Pero sin duda, las palabras más fuertes van en dirección Pekín. En una entrevista con el periódico “Tageszeitung”, Baerbock aseguró que “como europeos, no debemos hacernos más pequeños de lo que somos” y agregó que el mercado europeo, como uno de los mercados domésticos más grandes del mundo, es un aliciente para China y, sin morderse la lengua, aludió a la práctica del trabajo forzoso en el país asiático. Unas palabras que no gustaron en Pekín y que, poco después, fueron rebatidas a través de un comunicado de la embajada china en Berlín que, en un tono nunca visto durante el Gobierno de Merkel, exigió al futuro ejecutivo germano que “construya puentes en lugar de muros”. De hecho, el ministro de Exteriores saliente jugó un papel importante en un controvertido acuerdo de inversión entre la UE y China, que ahora está suspendido.

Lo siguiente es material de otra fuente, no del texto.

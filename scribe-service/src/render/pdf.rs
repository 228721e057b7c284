use lopdf::content::{Content, Operation};
use lopdf::{Document, Object, Stream, StringFormat, dictionary};

use super::helvetica;
use super::layout::{FONT_SIZE, PAGE_HEIGHT, PAGE_WIDTH, PageLayout, paginate};
use crate::error::RenderError;

const FONT_NAME: &str = "F1";

/// Render extracted text as a paginated Helvetica PDF.
pub fn render_text_pdf(text: &str) -> Result<Vec<u8>, RenderError> {
    write_pages(&paginate(text))
}

fn page_operations(page: &PageLayout) -> Vec<Operation> {
    let mut operations = Vec::new();
    for line in page.lines.iter().filter(|line| !line.text.is_empty()) {
        operations.push(Operation::new("BT", vec![]));
        operations.push(Operation::new(
            "Tf",
            vec![Object::Name(FONT_NAME.as_bytes().to_vec()), FONT_SIZE.into()],
        ));
        operations.push(Operation::new("Td", vec![line.x.into(), line.y.into()]));
        operations.push(Operation::new(
            "Tj",
            vec![Object::String(
                helvetica::encode(&line.text),
                StringFormat::Literal,
            )],
        ));
        operations.push(Operation::new("ET", vec![]));
    }
    operations
}

fn write_pages(pages: &[PageLayout]) -> Result<Vec<u8>, RenderError> {
    let mut doc = Document::with_version("1.4");
    let pages_id = doc.new_object_id();

    let font_id = doc.add_object(dictionary! {
        "Type" => "Font",
        "Subtype" => "Type1",
        "BaseFont" => "Helvetica",
        "Encoding" => "WinAnsiEncoding",
    });

    let resources_id = doc.add_object(dictionary! {
        "Font" => dictionary! {
            FONT_NAME => font_id,
        },
    });

    let mut kids: Vec<Object> = Vec::with_capacity(pages.len());
    for page in pages {
        let content = Content {
            operations: page_operations(page),
        };
        let encoded = content.encode().map_err(RenderError::Pdf)?;
        let content_id = doc.add_object(Stream::new(dictionary! {}, encoded));

        let page_id = doc.add_object(dictionary! {
            "Type" => "Page",
            "Parent" => pages_id,
            "MediaBox" => vec![0.into(), 0.into(), PAGE_WIDTH.into(), PAGE_HEIGHT.into()],
            "Resources" => resources_id,
            "Contents" => content_id,
        });
        kids.push(page_id.into());
    }

    let count = kids.len() as i64;
    doc.objects.insert(
        pages_id,
        Object::Dictionary(dictionary! {
            "Type" => "Pages",
            "Kids" => kids,
            "Count" => count,
        }),
    );

    let catalog_id = doc.add_object(dictionary! {
        "Type" => "Catalog",
        "Pages" => pages_id,
    });
    doc.trailer.set("Root", catalog_id);

    let mut buffer = Vec::new();
    doc.save_to(&mut buffer).map_err(RenderError::Io)?;
    Ok(buffer)
}
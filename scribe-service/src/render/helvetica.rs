//! Helvetica advance widths (AFM units per 1000 em) and WinAnsi encoding.

/// Widths for printable ASCII, starting at U+0020
const ASCII_WIDTHS: [u16; 95] = [
    278, 278, 355, 556, 556, 889, 667, 191, 333, 333, 389, 584, 278, 333, 278, 278, // ' ' .. '/'
    556, 556, 556, 556, 556, 556, 556, 556, 556, 556, // '0' .. '9'
    278, 278, 584, 584, 584, 556, 1015, // ':' .. '@'
    667, 667, 722, 722, 667, 611, 778, 722, 278, 500, 667, 556, 833, // 'A' .. 'M'
    722, 778, 667, 778, 722, 667, 611, 722, 667, 944, 667, 667, 611, // 'N' .. 'Z'
    278, 278, 278, 469, 556, 333, // '[' .. '`'
    556, 556, 500, 556, 556, 278, 556, 556, 222, 222, 500, 222, 833, // 'a' .. 'm'
    556, 556, 556, 556, 333, 500, 278, 556, 500, 722, 500, 500, 500, // 'n' .. 'z'
    334, 260, 334, 584, // '{' .. '~'
];

/// Widths for WinAnsi codes 0x80 to 0xFF; unassigned codes are 0
const HIGH_WIDTHS: [u16; 128] = [
    556, 0, 222, 556, 333, 1000, 556, 556, 333, 1000, 667, 333, 1000, 0, 611, 0, // 0x80
    0, 222, 222, 333, 333, 350, 556, 1000, 333, 1000, 500, 333, 944, 0, 500, 667, // 0x90
    278, 333, 556, 556, 556, 556, 260, 556, 333, 737, 370, 556, 584, 333, 737, 333, // 0xA0
    400, 584, 333, 333, 333, 556, 537, 278, 333, 333, 365, 556, 834, 834, 834, 611, // 0xB0
    667, 667, 667, 667, 667, 667, 1000, 722, 667, 667, 667, 667, 278, 278, 278, 278, // 0xC0
    722, 722, 778, 778, 778, 778, 778, 584, 778, 722, 722, 722, 722, 667, 667, 611, // 0xD0
    556, 556, 556, 556, 556, 556, 889, 500, 556, 556, 556, 556, 278, 278, 278, 278, // 0xE0
    556, 556, 556, 556, 556, 556, 556, 584, 611, 556, 556, 556, 556, 500, 556, 500, // 0xF0
];

/// Map a character to its single-byte WinAnsi code, `?` when unrepresentable.
pub fn encode_char(c: char) -> u8 {
    match c {
        ' '..='~' | '\u{A0}'..='\u{FF}' => c as u32 as u8,
        '€' => 0x80,
        '‚' => 0x82,
        'ƒ' => 0x83,
        '„' => 0x84,
        '…' => 0x85,
        '†' => 0x86,
        '‡' => 0x87,
        'ˆ' => 0x88,
        '‰' => 0x89,
        'Š' => 0x8A,
        '‹' => 0x8B,
        'Œ' => 0x8C,
        'Ž' => 0x8E,
        '\u{2018}' => 0x91,
        '\u{2019}' => 0x92,
        '\u{201C}' => 0x93,
        '\u{201D}' => 0x94,
        '•' => 0x95,
        '\u{2013}' => 0x96,
        '\u{2014}' => 0x97,
        '˜' => 0x98,
        '™' => 0x99,
        'š' => 0x9A,
        '›' => 0x9B,
        'œ' => 0x9C,
        'ž' => 0x9E,
        'Ÿ' => 0x9F,
        _ => b'?',
    }
}

/// Encode a string for a PDF literal with the Helvetica font
pub fn encode(text: &str) -> Vec<u8> {
    text.chars().map(encode_char).collect()
}

fn char_width(c: char) -> u16 {
    let code = encode_char(c);
    match code {
        0x20..=0x7E => ASCII_WIDTHS[(code - 0x20) as usize],
        0x80..=0xFF => HIGH_WIDTHS[(code - 0x80) as usize],
        _ => 0,
    }
}

/// Rendered width of `text` in points at `font_size`
pub fn string_width(text: &str, font_size: f32) -> f32 {
    let units: u32 = text.chars().map(|c| char_width(c) as u32).sum();
    units as f32 * font_size / 1000.0
}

En la dirección contraria, se pone la lupa en los vínculos transatlánticos, muy magullados durante la presidencia de Donald Trump. La nueva ministra tendrá que decidir si acogerse al llamado del presidente estadounidense, Joe Biden, que busca aliados contra China, u opta por mantener a Alemania fuera de esa confrontación. Otro de los puntos a tener en cuenta será si Berlín decide que Estados Unidos retire sus armas atómicas de Alemania o rechaza aumentar los gastos de defensa, tal y como reclama Washington desde hace tiempo.

Con todo, mientras que la idoneidad de Baerbock para el Ministerio de Relaciones Exteriores está siendo cuestionada por opositores políticos, su partido se está armando para futuras disputas en Europa y alrededores contratando a personal de primera clase. La misma Baerbock es politóloga e hizo un máster en derecho internacional público en Londres, pero desde la prensa alemana ya se lanzan nombres, con sobrada experiencia en consultoría y trabajo internacional, sobre los que podría apoyarse la líder ecologista para llevar a cabo su cometido.